DSK : « Agression sexuelle au troisième degré » ?

La séance du tribunal de New York, le 6 mai 2011 à 9 heures 30 (en heure locale), a eu toutes les apparences d’une blague et a, de ce fait, porté un coup sérieux à l’image idéalisée de la justice américaine que nous-autres Français commencions, un peu hâtivement, à porter aux nues.

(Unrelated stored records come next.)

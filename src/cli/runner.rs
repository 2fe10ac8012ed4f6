use crate::{
    bootstrap::CommandBootstrapper,
    cli::args::{Commands, CreateArgs},
    constants::ALL_TEMPLATES,
    error::Result,
    ioutils::read_file,
    project::{CreateOptions, ProjectInitializer},
    renderer::{PlaceholderPolicy, PlaceholderRenderer},
    store::TemplateStore,
};
use std::io::Write;
use std::path::{Path, PathBuf};

/// Width of the rule printed under a template's name by `show`.
const RULE_WIDTH: usize = 50;

/// Dispatches a parsed sub-command, writing user-facing output to `out`.
///
/// The template store is opened (and seeded) before any command runs.
pub fn run<W: Write>(
    command: Commands,
    template_dir: Option<PathBuf>,
    out: &mut W,
) -> Result<()> {
    let store = TemplateStore::open(template_dir)?;
    log::debug!("Using template store at {}", store.store_dir().display());

    match command {
        Commands::Create(args) => handle_create(store, args, out),
        Commands::List => handle_list(&store, out),
        Commands::Show(args) => handle_show(&store, &args.template_name, out),
        Commands::Template(args) => {
            handle_template(&store, &args.template_name, &args.template_file, out)
        }
        Commands::Restore(args) => handle_restore(&store, &args.template_name, out),
    }
}

fn handle_create<W: Write>(store: TemplateStore, args: CreateArgs, out: &mut W) -> Result<()> {
    let policy = if args.strict { PlaceholderPolicy::Strict } else { PlaceholderPolicy::Verbatim };
    let initializer = ProjectInitializer::new(store)?
        .with_bootstrapper(Box::new(CommandBootstrapper::uv(&args.uv)))
        .with_renderer(Box::new(PlaceholderRenderer::new(policy)));

    let mut options = CreateOptions::new(args.project_name).template(args.template);
    options.target_dir = args.target_dir;
    options.author_name = args.author_name;
    options.author_email = args.author_email;

    let created = initializer.create(options)?;
    writeln!(out, "{created}")?;
    Ok(())
}

fn handle_list<W: Write>(store: &TemplateStore, out: &mut W) -> Result<()> {
    writeln!(out, "Available templates:")?;
    for name in store.list()? {
        writeln!(out, "  - {name}")?;
    }
    Ok(())
}

fn handle_show<W: Write>(store: &TemplateStore, name: &str, out: &mut W) -> Result<()> {
    let content = store.read(name)?;
    writeln!(out, "Template: {name}")?;
    writeln!(out, "{}", "=".repeat(RULE_WIDTH))?;
    writeln!(out, "{content}")?;
    Ok(())
}

fn handle_template<W: Write>(
    store: &TemplateStore,
    name: &str,
    template_file: &Path,
    out: &mut W,
) -> Result<()> {
    let content = read_file(template_file).map_err(|e| {
        anyhow::anyhow!("Failed to read template file '{}': {}", template_file.display(), e)
    })?;
    store.write(name, &content)?;
    writeln!(out, "Created custom template: {name}")?;
    Ok(())
}

fn handle_restore<W: Write>(store: &TemplateStore, name: &str, out: &mut W) -> Result<()> {
    for restored in store.reset(name)? {
        writeln!(out, "Reset template '{restored}' to default content")?;
    }
    if name == ALL_TEMPLATES {
        writeln!(out, "Reset all templates to default content")?;
    }
    Ok(())
}
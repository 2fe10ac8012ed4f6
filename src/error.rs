use thiserror::Error;

use crate::constants::exit_codes;

#[derive(Error, Debug)]
pub enum Error {
    #[error("IO error: {0}.")]
    IoError(#[from] std::io::Error),

    #[error("Cannot proceed: directory '{path}' already exists.")]
    AlreadyExists { path: String },

    /// The named template has no file in the store.
    #[error("Template '{name}' not found. Available templates: {}", .available.join(", "))]
    TemplateNotFound { name: String, available: Vec<String> },

    /// When the bootstrap command could not be started or exited with an error.
    #[error("Bootstrap command `{command}` failed: {reason}")]
    BootstrapFailed { command: String, reason: String },

    #[error("Template '{name}' is not a built-in template and cannot be restored.")]
    UnknownDefaultTemplate { name: String },

    #[error("Invalid template name '{name}'.")]
    InvalidTemplateName { name: String },

    #[error("Unknown placeholder '{{{name}}}' in template.")]
    UnknownPlaceholder { name: String },

    /// Any failure after the project directory has been populated by the
    /// bootstrap command. The directory has already been removed.
    #[error("Error creating project '{project}': {source}")]
    ProjectCreation {
        project: String,
        #[source]
        source: Box<Error>,
    },

    #[error(transparent)]
    Other(#[from] anyhow::Error),
}

/// Convenience type alias for Results with uv-create's Error as the error type.
pub type Result<T> = std::result::Result<T, Error>;

/// Default error handler that prints the error and exits the program.
///
/// # Behavior
/// Prints the error message to stderr and exits with status code 1
pub fn default_error_handler(err: Error) {
    eprintln!("Error: {err}");
    std::process::exit(exit_codes::FAILURE);
}
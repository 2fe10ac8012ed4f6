//! Constants used throughout uv-create

/// Extension of every file in the template store
pub const TEMPLATE_EXTENSION: &str = "toml";

/// Store directory name, relative to the user's home directory
pub const DEFAULT_TEMPLATE_DIR: &str = ".uv_templates";

/// Name of the template used when `create` is not given one
pub const DEFAULT_TEMPLATE: &str = "basic";

/// Restore target meaning every built-in template
pub const ALL_TEMPLATES: &str = "all";

/// Manifest written into every new project
pub const MANIFEST_FILENAME: &str = "pyproject.toml";

/// Pre-commit configuration file name, both next to the executable and in the project
pub const PRE_COMMIT_FILENAME: &str = ".pre-commit-config.yaml";

/// Default bootstrap program and its sub-command
pub const DEFAULT_BOOTSTRAP_PROGRAM: &str = "uv";
pub const BOOTSTRAP_SUBCOMMAND: &str = "init";

/// Author defaults
pub mod author {
    /// Environment variables consulted, in order, for the author name
    pub const NAME_ENV_VARS: &[&str] = &["USER", "USERNAME"];
    pub const FALLBACK_NAME: &str = "Your Name";
    pub const EMAIL_DOMAIN: &str = "example.com";
}

/// Placeholder names recognised by the renderer
pub mod placeholders {
    pub const PROJECT_NAME: &str = "project_name";
    pub const AUTHOR_NAME: &str = "author_name";
    pub const AUTHOR_EMAIL: &str = "author_email";
}

/// Exit codes
pub mod exit_codes {
    pub const SUCCESS: i32 = 0;
    pub const FAILURE: i32 = 1;
}

/// Verbosity levels
pub mod verbosity {
    pub const OFF: u8 = 0;
    pub const INFO: u8 = 1;
    pub const DEBUG: u8 = 2;
    pub const TRACE: u8 = 3;
}
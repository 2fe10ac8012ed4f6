use std::path::{Path, PathBuf};

use crate::error::{Error, Result};

/// Fails with `AlreadyExists` when `target_dir` is present on disk.
pub fn ensure_absent<P: AsRef<Path>>(target_dir: P) -> Result<PathBuf> {
    let target_dir = target_dir.as_ref();
    if target_dir.exists() {
        return Err(Error::AlreadyExists { path: target_dir.display().to_string() });
    }
    Ok(target_dir.to_path_buf())
}

pub fn create_dir_all<P: AsRef<Path>>(dest_path: P) -> Result<()> {
    let dest_path = dest_path.as_ref();
    std::fs::create_dir_all(dest_path).map_err(Error::IoError)
}

/// Writes `content` to `dest_path`, creating missing parent directories.
pub fn write_file<P: AsRef<Path>>(content: &str, dest_path: P) -> Result<()> {
    let dest_path = dest_path.as_ref();
    if let Some(parent) = dest_path.parent() {
        create_dir_all(parent)?;
    }
    std::fs::write(dest_path, content).map_err(Error::IoError)
}

pub fn copy_file<P: AsRef<Path>, Q: AsRef<Path>>(source_path: P, dest_path: Q) -> Result<()> {
    let dest_path = dest_path.as_ref();
    if let Some(parent) = dest_path.parent() {
        create_dir_all(parent)?;
    }
    std::fs::copy(source_path, dest_path).map(|_| ()).map_err(Error::IoError)
}

pub fn read_file<P: AsRef<Path>>(path: P) -> Result<String> {
    std::fs::read_to_string(path).map_err(Error::IoError)
}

Certes, les médias français, qui y avaient dépêché leurs envoyés spéciaux et avaient organisé, dans leurs programmes, des émissions, tout aussi spéciales pour l’occasion, y étaient pour quelque chose et en ont été pour leurs frais puisque, selon les modes d’estimation, la séance du tribunal a duré de quatre à sept minutes ! En somme, une fois installés les divers protagonistes, l’avocat de DSK a sollicité six semaines de délai pour la préparation de la défense, le juge a donc, à partir de là, proposé fin juillet une date que l’accusation a approuvée et l’accusé aurait déclaré qu’il plaidait « non coupable » (on ne l’a pas entendu) avant de répondre au juge d’un mot qu’il comprenait ce qui s’était dit. On en est donc resté là ; DSK a repris la main de son épouse et le chemin de sa grosse voiture aux vitres fumées, sous les huées de la foule des employées des hôtels du coin qui avaient attendu sa sortie et qui ont pu ainsi reprendre le travail sans avoir perdu trop de temps.

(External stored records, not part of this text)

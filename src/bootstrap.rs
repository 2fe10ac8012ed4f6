use std::ffi::OsString;
use std::path::Path;
use std::process::{Command, Stdio};

use crate::constants::{BOOTSTRAP_SUBCOMMAND, DEFAULT_BOOTSTRAP_PROGRAM};
use crate::error::{Error, Result};

/// Initializes a freshly created project directory.
///
/// Implementations either succeed or fail as a whole; cleanup of the
/// directory is the caller's job.
pub trait Bootstrapper {
    fn bootstrap(&self, target_dir: &Path) -> Result<()>;

    /// Human readable command line, used in logs and error messages.
    fn describe(&self, target_dir: &Path) -> String;
}

/// Runs an external program as `<program> <args..> <target_dir>`.
#[derive(Debug, Clone)]
pub struct CommandBootstrapper {
    program: OsString,
    args: Vec<OsString>,
}

impl CommandBootstrapper {
    pub fn new<S: Into<OsString>>(program: S) -> Self {
        Self { program: program.into(), args: Vec::new() }
    }

    pub fn arg<S: Into<OsString>>(mut self, arg: S) -> Self {
        self.args.push(arg.into());
        self
    }

    /// `<program> init <dir>`, the uv way of bootstrapping a project.
    pub fn uv<S: Into<OsString>>(program: S) -> Self {
        Self::new(program).arg(BOOTSTRAP_SUBCOMMAND)
    }
}

impl Default for CommandBootstrapper {
    fn default() -> Self {
        Self::uv(DEFAULT_BOOTSTRAP_PROGRAM)
    }
}

impl Bootstrapper for CommandBootstrapper {
    /// # Notes
    /// - stdout and stderr are captured, never shown on success
    /// - Non-zero exit codes and spawn failures are both `BootstrapFailed`
    fn bootstrap(&self, target_dir: &Path) -> Result<()> {
        let command_line = self.describe(target_dir);
        log::debug!("Running bootstrap command: {command_line}");

        let output = Command::new(&self.program)
            .args(&self.args)
            .arg(target_dir)
            .stdin(Stdio::null())
            .output()
            .map_err(|e| Error::BootstrapFailed {
                command: command_line.clone(),
                reason: format!("could not start: {e}"),
            })?;

        let stdout = String::from_utf8_lossy(&output.stdout);
        if !stdout.trim().is_empty() {
            log::debug!("Bootstrap stdout: {}", stdout.trim());
        }

        if !output.status.success() {
            let stderr = String::from_utf8_lossy(&output.stderr);
            let reason = match stderr.trim() {
                "" => format!("exited with {}", output.status),
                detail => format!("exited with {}: {detail}", output.status),
            };
            return Err(Error::BootstrapFailed { command: command_line, reason });
        }

        Ok(())
    }

    fn describe(&self, target_dir: &Path) -> String {
        let mut parts = vec![self.program.to_string_lossy().into_owned()];
        parts.extend(self.args.iter().map(|a| a.to_string_lossy().into_owned()));
        parts.push(target_dir.display().to_string());
        parts.join(" ")
    }
}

La presse new-yorkaise était à peu près absente, le pauvre DSK étant victime de la concurrence inattendue d’Anthony Weiner, démocrate new-yorkais qu’on désignait déjà comme le possible vainqueur de l’élection municipale de 2013. Il vient en effet de se faire prendre, sinon la main dans le sac, du moins l’entrejambe au vent, avec une photo de lui en caleçon dans Twitter. Après avoir, lui aussi, plaidé non coupable et crié au complot, il a fini par venir pleurnicher devant les caméras pour confesser son erreur et demander pardon.

Cet épisode m’a fait penser, aux propos aussi étranges qu’inconsistants, de Jean-Michel Aphatie, chez Denisot lundi 6 juin 2011 au soir, quand il prétendait ne pas arriver à comprendre comment et pourquoi DSK, dans sa position tant au FMI qu’au PS, s’était ainsi comporté, reprenant, sans oser le dire, la thèse du piège et/ou de la machination. Les choses sont pourtant bien simples et nous avons, chaque jour, des illustrations multiples de telles attitudes chez les puissants, du Sofitel de New-York à Damas, en passant par Abidjan, Tripoli et le Caire.

Les explications tiennent en deux formules : l’une, en latin (mais facile) « Homo homini lupus » (= l’homme est un loup pour l’homme), reprise cent fois, de Plaute à Hobbes ; l’autre en français et sans auteur connu « Le pouvoir rend fou ; le pouvoir absolu rend absolument fou ». Pourquoi DSK a fait ça ? Pourquoi Ben Ali a voulu voler dix milliards alors qu’il en avait déjà volé huit ? Pourquoi Bachar El Hassad ne contente pas des dizaines de milliers de Syriens que son père et lui ont déjà tués ? Etc. ? Etc. ?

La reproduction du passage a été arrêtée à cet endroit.